Bien qu’il n’eût pas formulé sa phrase comme une question, l’Aiel attendit que l’Aes Sedai lui donne son aval d’un hochement de tête. Défiant une dernière fois les soldats du regard, il tourna alors les talons et s’enfonça entre les rochers sans se retourner une seule fois.

Certains cavaliers marmonnèrent entre eux, Uno lâcha un « fichu maudit Aiel de malheur » et Masema déclara qu’ils auraient dû laisser la dépouille d’Urien à l’intention des corbeaux.

— Nous venons de perdre un temps précieux, dit Ingtar. Il faudra chevaucher plus vite pour le rattraper.

— Oui, lui fit écho Verin, il faudra chevaucher plus vite…

Ingtar se tourna vers elle, mais elle contemplait le sol, à l’endroit où elle avait effacé le dessin du guerrier.

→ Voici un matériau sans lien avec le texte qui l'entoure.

impl CircuitGraph {
    /// Applies `count` mutations with the uniform scheme.
    ///
    /// Output nodes only receive edge mutations. Hidden nodes receive a
    /// function change, a phase mutation or an edge mutation with equal
    /// probability. A phase mutation snaps to the reset grid with probability
    /// `config.phase_reset_rate` and perturbs the phase otherwise; a function
    /// change is followed by a reset with the same probability. Edge
    /// mutations disconnect with probability `config.disconnect_rate` and
    /// rewire otherwise.
    pub fn mutate<R: Rng + ?Sized>(
        &mut self,
        count: usize,
        config: &MutationConfig,
        rng: &mut R,
    ) -> Result<MutationCounts, ZxError> {
        let outputs = self.output_layer();
        self.run_mutations(count, config, config.phase_reset_rate, rng, |id, rng| {
            if id.layer == outputs {
                return edge_mutation(config.disconnect_rate, rng);
            }
            match rng.random_range(0..3) {
                0 => MutationKind::FunctionChange,
                1 => {
                    if rng.random_bool(config.phase_reset_rate) {
                        MutationKind::PhaseReset
                    } else {
                        MutationKind::PhasePerturb
                    }
                }
                _ => edge_mutation(config.disconnect_rate, rng),
            }
        })
    }

    /// Applies `count` mutations whose kinds are drawn according to `weights`.
    ///
    /// Any hidden or output node can receive any kind. Function changes keep
    /// the node's phase; resets only happen through `PhaseReset`.
    pub fn mutate_weighted<R: Rng + ?Sized>(
        &mut self,
        count: usize,
        config: &MutationConfig,
        weights: &MutationWeights,
        rng: &mut R,
    ) -> Result<MutationCounts, ZxError> {
        let distribution = weights.distribution()?;
        self.run_mutations(count, config, 0.0, rng, |_, rng| MutationKind::ALL[distribution.sample(rng)])
    }

    fn run_mutations<R, F>(
        &mut self,
        count: usize,
        config: &MutationConfig,
        function_reset_rate: f64,
        rng: &mut R,
        mut choose: F,
    ) -> Result<MutationCounts, ZxError>
    where
        R: Rng + ?Sized,
        F: FnMut(NodeId, &mut R) -> MutationKind,
    {
        config.validate()?;
        let noise = config.normal()?;
        self.changed = false;

        let mut counts = MutationCounts::default();
        for _ in 0..count {
            let mut applied = None;
            for _ in 0..MAX_MUTATION_ATTEMPTS {
                self.active_pass();
                let id = self.random_mutable_node(rng);
                let kind = choose(id, &mut *rng);
                if self.apply_mutation(id, kind, config, function_reset_rate, &noise, rng) {
                    applied = Some(kind);
                    break;
                }
            }
            match applied {
                Some(kind) => counts.record(kind),
                None => warn!("no acceptable mutation found in {} attempts, skipping", MAX_MUTATION_ATTEMPTS),
            }
        }
        self.active_pass();
        Ok(counts)
    }

    fn random_mutable_node<R: Rng + ?Sized>(&self, rng: &mut R) -> NodeId {
        let layer = 1 + rng.random_range(0..=self.shape.layers);
        let index = rng.random_range(0..self.grid[layer].len());
        NodeId::new(layer, index)
    }

    /// Returns false only for a rewire rejected by the complexity policy.
    fn apply_mutation<R: Rng + ?Sized>(
        &mut self,
        id: NodeId,
        kind: MutationKind,
        config: &MutationConfig,
        function_reset_rate: f64,
        noise: &Normal<f64>,
        rng: &mut R,
    ) -> bool {
        match kind {
            MutationKind::EdgeRewire => return self.mutate_edge(id, config.policy, rng),
            MutationKind::EdgeDisconnect => self.mutate_disconnect(id, rng),
            MutationKind::FunctionChange => {
                self.mutate_function(id, function_reset_rate, config.phase_reset_granularity, rng)
            }
            MutationKind::PhasePerturb => self.mutate_phase(id, noise, rng),
            MutationKind::PhaseReset => self.reset_phase(id, config.phase_reset_granularity, rng),
            MutationKind::ControlFlip => {
                let node = self.at_mut(id);
                node.set_controlled(!node.is_controlled());
                let active = node.is_active();
                self.changed |= active;
            }
        }
        debug!("{} on {}", kind, id);
        true
    }

    /// Takes over a random input slot of `id` with a random earlier output slot.
    fn mutate_edge<R: Rng + ?Sized>(&mut self, id: NodeId, policy: ComplexityPolicy, rng: &mut R) -> bool {
        let slot = rng.random_range(0..self.at(id).arity_in());
        let layer = if id.layer == 1 { 0 } else { rng.random_range(0..id.layer) };
        let index = rng.random_range(0..self.grid[layer].len());
        let out = rng.random_range(0..self.grid[layer][index].arity_out());
        let source = NodeId::new(layer, index);

        let was_active = self.at(id).is_active();
        let undo = self.rewire(id.slot(slot), source.slot(out));

        if policy == ComplexityPolicy::Reject && !self.check_complexity() {
            self.revert_rewire(undo);
            debug!("rejected rewire {} -> {}: complexity above {}", source.slot(out), id.slot(slot), self.shape.complexity_bound);
            return false;
        }

        let displaced_active = undo.old_source_out.is_some_and(|p| self.at(p.node()).is_active());
        self.changed |= was_active || displaced_active;
        debug!("{} on {}: {} -> slot {}", MutationKind::EdgeRewire, id, source.slot(out), slot);
        true
    }

    /// Connects `source` to `target`, clearing whatever either slot held.
    ///
    /// Activity flags are left as they were; call `active_pass` before
    /// reading them or `count_inactive_inputs`.
    pub fn rewire(&mut self, target: EdgePointer, source: EdgePointer) -> EdgeRewire {
        let old_source_out = self.at(source.node()).output(source.slot);
        let old_target_in = self.at(target.node()).input(target.slot);

        if let Some(stolen) = old_source_out {
            self.at_mut(stolen.node()).set_input(stolen.slot, None);
        }
        if let Some(orphaned) = old_target_in {
            self.at_mut(orphaned.node()).set_output(orphaned.slot, None);
        }
        self.at_mut(target.node()).set_input(target.slot, Some(source));
        self.at_mut(source.node()).set_output(source.slot, Some(target));

        EdgeRewire { target, source, old_source_out, old_target_in }
    }

    /// Restores the graph to its state before `undo` was produced.
    ///
    /// Must be applied to the graph that produced `undo`, with no other
    /// edge changes in between. Like `rewire`, this does not refresh the
    /// activity flags.
    pub fn revert_rewire(&mut self, undo: EdgeRewire) {
        let EdgeRewire { target, source, old_source_out, old_target_in } = undo;
        if let Some(stolen) = old_source_out {
            self.at_mut(stolen.node()).set_input(stolen.slot, Some(source));
        }
        if let Some(orphaned) = old_target_in {
            self.at_mut(orphaned.node()).set_output(orphaned.slot, Some(target));
        }
        self.at_mut(source.node()).set_output(source.slot, old_source_out);
        self.at_mut(target.node()).set_input(target.slot, old_target_in);
    }

    fn mutate_disconnect<R: Rng + ?Sized>(&mut self, id: NodeId, rng: &mut R) {
        let slot = rng.random_range(0..self.at(id).arity_in());
        if self.unlink_input(id.slot(slot)) && self.at(id).is_active() {
            self.changed = true;
        }
    }

    /// Switches to one of the other kinds, then resets the phase with
    /// probability `reset_rate`.
    fn mutate_function<R: Rng + ?Sized>(&mut self, id: NodeId, reset_rate: f64, granularity: u32, rng: &mut R) {
        let others = self.at(id).kind().others();
        let kind = others[rng.random_range(0..others.len())];
        self.at_mut(id).set_kind(kind);
        if reset_rate > 0.0 && rng.random_bool(reset_rate) {
            self.reset_phase(id, granularity, rng);
        }
        let active = self.at(id).is_active();
        self.changed |= active;
    }

    fn mutate_phase<R: Rng + ?Sized>(&mut self, id: NodeId, noise: &Normal<f64>, rng: &mut R) {
        let node = self.at_mut(id);
        node.set_phase((node.phase() + noise.sample(rng)).rem_euclid(TAU));
        let visible = node.is_active() && node.kind().uses_phase();
        self.changed |= visible;
    }

    fn reset_phase<R: Rng + ?Sized>(&mut self, id: NodeId, granularity: u32, rng: &mut R) {
        let k = rng.random_range(0..=granularity);
        let node = self.at_mut(id);
        node.set_phase((f64::from(k) * TAU / f64::from(granularity)).rem_euclid(TAU));
        let visible = node.is_active() && node.kind().uses_phase();
        self.changed |= visible;
    }
}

— Pied à terre ! ordonna l’officier. Retirez vos plastrons, les chevaux de bât les porteront. Nous sommes au Cairhien, il faut montrer clairement que nous n’avons pas d’intentions hostiles. Exécution !

Mat se pencha vers Perrin pour lui parler à l’oreille :

— Tu crois qu’il parlait de Rand ? C’est fou, je sais, mais Ingtar lui-même pense que notre ami est un Aiel.

— Je n’en sais rien…, marmonna l’apprenti forgeron. Notre vie a sombré dans la folie depuis que les Aes Sedai s’en sont mêlées.

Les yeux toujours baissés, Verin déclara soudain, comme si elle parlait toute seule :

— C’est une partie du puzzle, mais comment est-ce possible ? La Roue du Temps ajouterait-elle à la Trame des fils dont nous ne savons rien ? Ou est-ce encore une intervention du Ténébreux ?

Perrin sentit un frisson glacé courir le long de sa colonne vertébrale.

Verin leva les yeux sur les soldats en train de retirer leur plastron et les autres pièces de leur armure.

— On se dépêche ! ordonna-t-elle avec plus d’autorité qu’Ingtar et Uno réunis. Il n’y a pas de temps à perdre !

29

Les Seanchaniens

Suivi par Byar et une centaine de cavaliers, Geofram Bornhald entra dans le village en s’efforçant d’ignorer l’odeur des maisons incendiées et la vue des cadavres qui gisaient un peu partout dans les rues. Avoir dû diviser ses forces en deux sections très inégales lui déplaisait au plus haut point, mais ses ordres étaient clairs : obéir aux Confesseurs en toutes circonstances, même si ça revenait à se mettre à leur merci.

Dans ce village, la résistance n’avait pas été féroce. Une demi-douzaine de maisons seulement avaient brûlé et l’auberge était intacte. Comme presque partout dans la plaine d’Almoth, il s’agissait d’un bâtiment de pierre peint à la chaux.

Alors que Bornhald s’arrêtait devant l’auberge, son regard passa des prisonniers que ses soldats surveillaient, près du puits communal, à la longue potence érigée au milieu de la place centrale. Un gibet improvisé, certes, mais qui exposait à la vue de tous pas moins de trente pendus aux vêtements doucement agités par la brise. Il y avait des enfants dans le lot. Devant un tel carnage, même l’impitoyable Byar semblait ne pas en croire ses yeux.

— Muadh ! appela Bornhald.

Un vétéran aux cheveux grisonnants s’éloigna du groupe d’hommes qui gardaient un œil sur les prisonniers. Au cours de sa longue carrière, Muadh était un jour tombé entre les mains de Suppôts des Ténèbres. Son visage couturé de cicatrices faisait blêmir d’horreur les baroudeurs les plus endurcis.

— Muadh, c’est ton œuvre, ou celle des Seanchaniens ?

— Ni l’une ni l’autre, seigneur capitaine, répondit Muadh d’une voix rauque et grinçante – un autre souvenir que lui avaient laissé les Suppôts.

— Ces minables ne sont sûrement pas coupables, dit le capitaine en désignant les prisonniers.